What is being asked
Among the records below, find the lines with the word "burst" and copy them.

Entries shown
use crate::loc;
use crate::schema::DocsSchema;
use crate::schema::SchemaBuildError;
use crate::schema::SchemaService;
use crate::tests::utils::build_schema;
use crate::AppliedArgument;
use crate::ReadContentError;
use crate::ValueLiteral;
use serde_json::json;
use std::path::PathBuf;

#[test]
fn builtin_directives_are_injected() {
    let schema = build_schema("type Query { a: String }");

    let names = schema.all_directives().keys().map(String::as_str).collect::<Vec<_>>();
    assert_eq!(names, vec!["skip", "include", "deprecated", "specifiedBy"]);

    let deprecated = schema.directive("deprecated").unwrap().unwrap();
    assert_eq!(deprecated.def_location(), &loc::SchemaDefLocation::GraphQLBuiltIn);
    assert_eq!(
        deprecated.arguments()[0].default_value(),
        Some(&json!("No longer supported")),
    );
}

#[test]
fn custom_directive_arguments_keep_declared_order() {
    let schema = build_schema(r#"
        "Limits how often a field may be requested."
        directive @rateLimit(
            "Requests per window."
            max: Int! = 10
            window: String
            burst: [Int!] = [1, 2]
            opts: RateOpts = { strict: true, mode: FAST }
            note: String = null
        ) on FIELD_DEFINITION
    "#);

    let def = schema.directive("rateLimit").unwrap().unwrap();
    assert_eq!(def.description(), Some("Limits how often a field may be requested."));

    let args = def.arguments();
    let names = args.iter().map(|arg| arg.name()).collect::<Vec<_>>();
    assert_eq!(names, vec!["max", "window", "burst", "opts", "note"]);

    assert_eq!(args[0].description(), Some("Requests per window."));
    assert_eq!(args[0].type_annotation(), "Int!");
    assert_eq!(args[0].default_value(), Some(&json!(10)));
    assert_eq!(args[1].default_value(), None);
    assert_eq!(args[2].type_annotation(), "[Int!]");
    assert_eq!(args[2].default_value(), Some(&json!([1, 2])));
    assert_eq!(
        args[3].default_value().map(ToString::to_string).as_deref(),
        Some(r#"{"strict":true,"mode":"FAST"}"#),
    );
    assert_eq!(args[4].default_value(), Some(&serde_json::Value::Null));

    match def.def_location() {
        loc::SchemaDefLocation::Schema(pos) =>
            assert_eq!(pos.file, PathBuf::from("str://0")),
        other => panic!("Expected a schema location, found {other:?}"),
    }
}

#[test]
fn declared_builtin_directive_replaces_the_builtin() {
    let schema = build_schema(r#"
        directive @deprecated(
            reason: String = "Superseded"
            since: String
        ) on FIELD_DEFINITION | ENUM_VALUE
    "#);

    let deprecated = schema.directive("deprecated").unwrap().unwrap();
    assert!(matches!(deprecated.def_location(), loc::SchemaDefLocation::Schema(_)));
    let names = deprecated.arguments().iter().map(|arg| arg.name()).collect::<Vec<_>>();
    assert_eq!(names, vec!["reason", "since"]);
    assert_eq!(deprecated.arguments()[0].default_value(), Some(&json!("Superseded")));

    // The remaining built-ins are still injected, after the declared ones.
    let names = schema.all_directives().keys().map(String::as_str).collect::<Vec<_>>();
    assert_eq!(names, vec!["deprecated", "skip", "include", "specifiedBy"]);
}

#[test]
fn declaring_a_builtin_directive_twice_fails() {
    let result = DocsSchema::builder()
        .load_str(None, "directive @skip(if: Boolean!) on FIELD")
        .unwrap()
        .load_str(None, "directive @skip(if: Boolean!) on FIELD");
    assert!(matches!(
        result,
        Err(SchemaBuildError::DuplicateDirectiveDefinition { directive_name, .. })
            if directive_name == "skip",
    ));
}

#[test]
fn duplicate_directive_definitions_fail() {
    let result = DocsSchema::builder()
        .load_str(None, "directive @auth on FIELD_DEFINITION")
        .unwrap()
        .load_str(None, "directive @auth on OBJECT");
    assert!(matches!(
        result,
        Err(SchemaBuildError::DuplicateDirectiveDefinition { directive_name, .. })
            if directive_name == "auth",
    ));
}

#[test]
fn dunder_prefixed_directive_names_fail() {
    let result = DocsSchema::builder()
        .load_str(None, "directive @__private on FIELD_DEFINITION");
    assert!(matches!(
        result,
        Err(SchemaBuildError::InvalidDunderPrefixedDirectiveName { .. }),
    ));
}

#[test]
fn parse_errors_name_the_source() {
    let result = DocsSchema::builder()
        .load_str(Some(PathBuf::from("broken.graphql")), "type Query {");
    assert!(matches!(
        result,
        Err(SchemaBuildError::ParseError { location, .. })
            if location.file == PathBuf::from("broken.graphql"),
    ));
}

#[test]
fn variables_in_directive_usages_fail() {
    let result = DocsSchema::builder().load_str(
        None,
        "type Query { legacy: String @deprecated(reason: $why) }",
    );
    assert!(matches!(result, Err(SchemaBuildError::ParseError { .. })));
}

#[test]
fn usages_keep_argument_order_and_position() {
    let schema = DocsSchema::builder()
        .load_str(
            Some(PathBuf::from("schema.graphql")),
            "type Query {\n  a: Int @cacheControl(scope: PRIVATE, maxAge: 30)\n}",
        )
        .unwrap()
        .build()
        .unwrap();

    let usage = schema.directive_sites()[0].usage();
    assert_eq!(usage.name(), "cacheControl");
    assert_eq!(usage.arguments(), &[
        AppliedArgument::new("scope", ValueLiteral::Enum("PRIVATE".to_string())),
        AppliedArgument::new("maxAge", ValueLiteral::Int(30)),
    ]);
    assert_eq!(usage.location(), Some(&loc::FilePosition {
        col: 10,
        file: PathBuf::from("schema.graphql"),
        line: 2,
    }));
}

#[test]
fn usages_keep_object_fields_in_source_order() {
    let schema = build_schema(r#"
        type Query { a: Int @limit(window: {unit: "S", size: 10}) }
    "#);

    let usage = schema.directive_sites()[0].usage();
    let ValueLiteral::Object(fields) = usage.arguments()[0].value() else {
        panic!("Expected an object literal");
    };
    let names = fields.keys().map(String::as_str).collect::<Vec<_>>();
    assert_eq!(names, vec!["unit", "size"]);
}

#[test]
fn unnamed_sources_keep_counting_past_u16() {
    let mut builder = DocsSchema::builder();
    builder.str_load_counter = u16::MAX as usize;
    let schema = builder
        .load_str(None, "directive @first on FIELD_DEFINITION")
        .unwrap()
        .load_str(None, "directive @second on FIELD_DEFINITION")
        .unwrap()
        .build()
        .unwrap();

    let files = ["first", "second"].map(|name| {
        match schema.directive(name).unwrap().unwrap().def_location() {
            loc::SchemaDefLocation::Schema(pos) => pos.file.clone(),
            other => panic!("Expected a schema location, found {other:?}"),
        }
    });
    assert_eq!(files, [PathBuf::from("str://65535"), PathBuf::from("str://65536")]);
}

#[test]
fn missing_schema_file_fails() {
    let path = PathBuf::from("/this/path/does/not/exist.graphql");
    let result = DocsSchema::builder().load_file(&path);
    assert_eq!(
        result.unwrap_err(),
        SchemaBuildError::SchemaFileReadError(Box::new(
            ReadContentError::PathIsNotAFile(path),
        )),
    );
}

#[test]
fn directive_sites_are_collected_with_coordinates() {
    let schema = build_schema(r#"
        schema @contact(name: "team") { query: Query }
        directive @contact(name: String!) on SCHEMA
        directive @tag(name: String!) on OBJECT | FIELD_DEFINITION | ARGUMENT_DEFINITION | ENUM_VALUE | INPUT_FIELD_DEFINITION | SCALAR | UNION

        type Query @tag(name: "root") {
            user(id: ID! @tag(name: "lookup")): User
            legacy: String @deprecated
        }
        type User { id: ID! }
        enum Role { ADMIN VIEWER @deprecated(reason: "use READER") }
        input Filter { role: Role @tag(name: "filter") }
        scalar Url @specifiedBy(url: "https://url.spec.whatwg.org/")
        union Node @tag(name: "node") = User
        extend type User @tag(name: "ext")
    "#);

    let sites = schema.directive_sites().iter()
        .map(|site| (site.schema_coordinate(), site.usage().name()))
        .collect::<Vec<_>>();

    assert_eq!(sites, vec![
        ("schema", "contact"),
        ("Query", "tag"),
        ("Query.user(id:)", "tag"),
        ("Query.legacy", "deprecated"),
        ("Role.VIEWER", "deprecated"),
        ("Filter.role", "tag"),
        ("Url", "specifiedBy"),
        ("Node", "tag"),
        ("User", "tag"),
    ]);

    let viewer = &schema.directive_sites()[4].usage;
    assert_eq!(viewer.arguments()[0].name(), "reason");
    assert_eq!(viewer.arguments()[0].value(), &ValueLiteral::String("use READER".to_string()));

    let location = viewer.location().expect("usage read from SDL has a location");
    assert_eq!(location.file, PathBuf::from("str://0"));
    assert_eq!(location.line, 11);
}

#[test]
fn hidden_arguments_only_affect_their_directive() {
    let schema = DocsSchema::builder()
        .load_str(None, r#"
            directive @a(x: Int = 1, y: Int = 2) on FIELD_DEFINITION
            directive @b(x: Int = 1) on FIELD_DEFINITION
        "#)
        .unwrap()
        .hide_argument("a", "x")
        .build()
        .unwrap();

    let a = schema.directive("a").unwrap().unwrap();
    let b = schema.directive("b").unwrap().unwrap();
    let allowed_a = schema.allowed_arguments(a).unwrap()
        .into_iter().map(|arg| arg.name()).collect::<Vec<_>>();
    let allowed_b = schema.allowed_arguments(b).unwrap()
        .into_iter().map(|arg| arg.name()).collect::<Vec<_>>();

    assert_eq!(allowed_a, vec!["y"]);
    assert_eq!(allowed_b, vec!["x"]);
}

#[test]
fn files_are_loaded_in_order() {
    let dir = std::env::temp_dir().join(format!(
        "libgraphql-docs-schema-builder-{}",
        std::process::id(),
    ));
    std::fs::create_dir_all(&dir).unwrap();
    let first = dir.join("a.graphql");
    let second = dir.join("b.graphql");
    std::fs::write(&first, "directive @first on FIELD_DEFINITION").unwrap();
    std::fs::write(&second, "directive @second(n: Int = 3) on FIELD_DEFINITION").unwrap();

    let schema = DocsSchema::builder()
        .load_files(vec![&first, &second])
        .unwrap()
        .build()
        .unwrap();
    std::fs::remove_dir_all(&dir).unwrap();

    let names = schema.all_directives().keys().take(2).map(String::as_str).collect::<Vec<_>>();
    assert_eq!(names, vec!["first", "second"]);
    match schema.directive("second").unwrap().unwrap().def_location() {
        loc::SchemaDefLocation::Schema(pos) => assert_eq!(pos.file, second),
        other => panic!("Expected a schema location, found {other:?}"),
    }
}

Response
            burst: [Int!] = [1, 2]
    assert_eq!(names, vec!["max", "window", "burst", "opts", "note"]);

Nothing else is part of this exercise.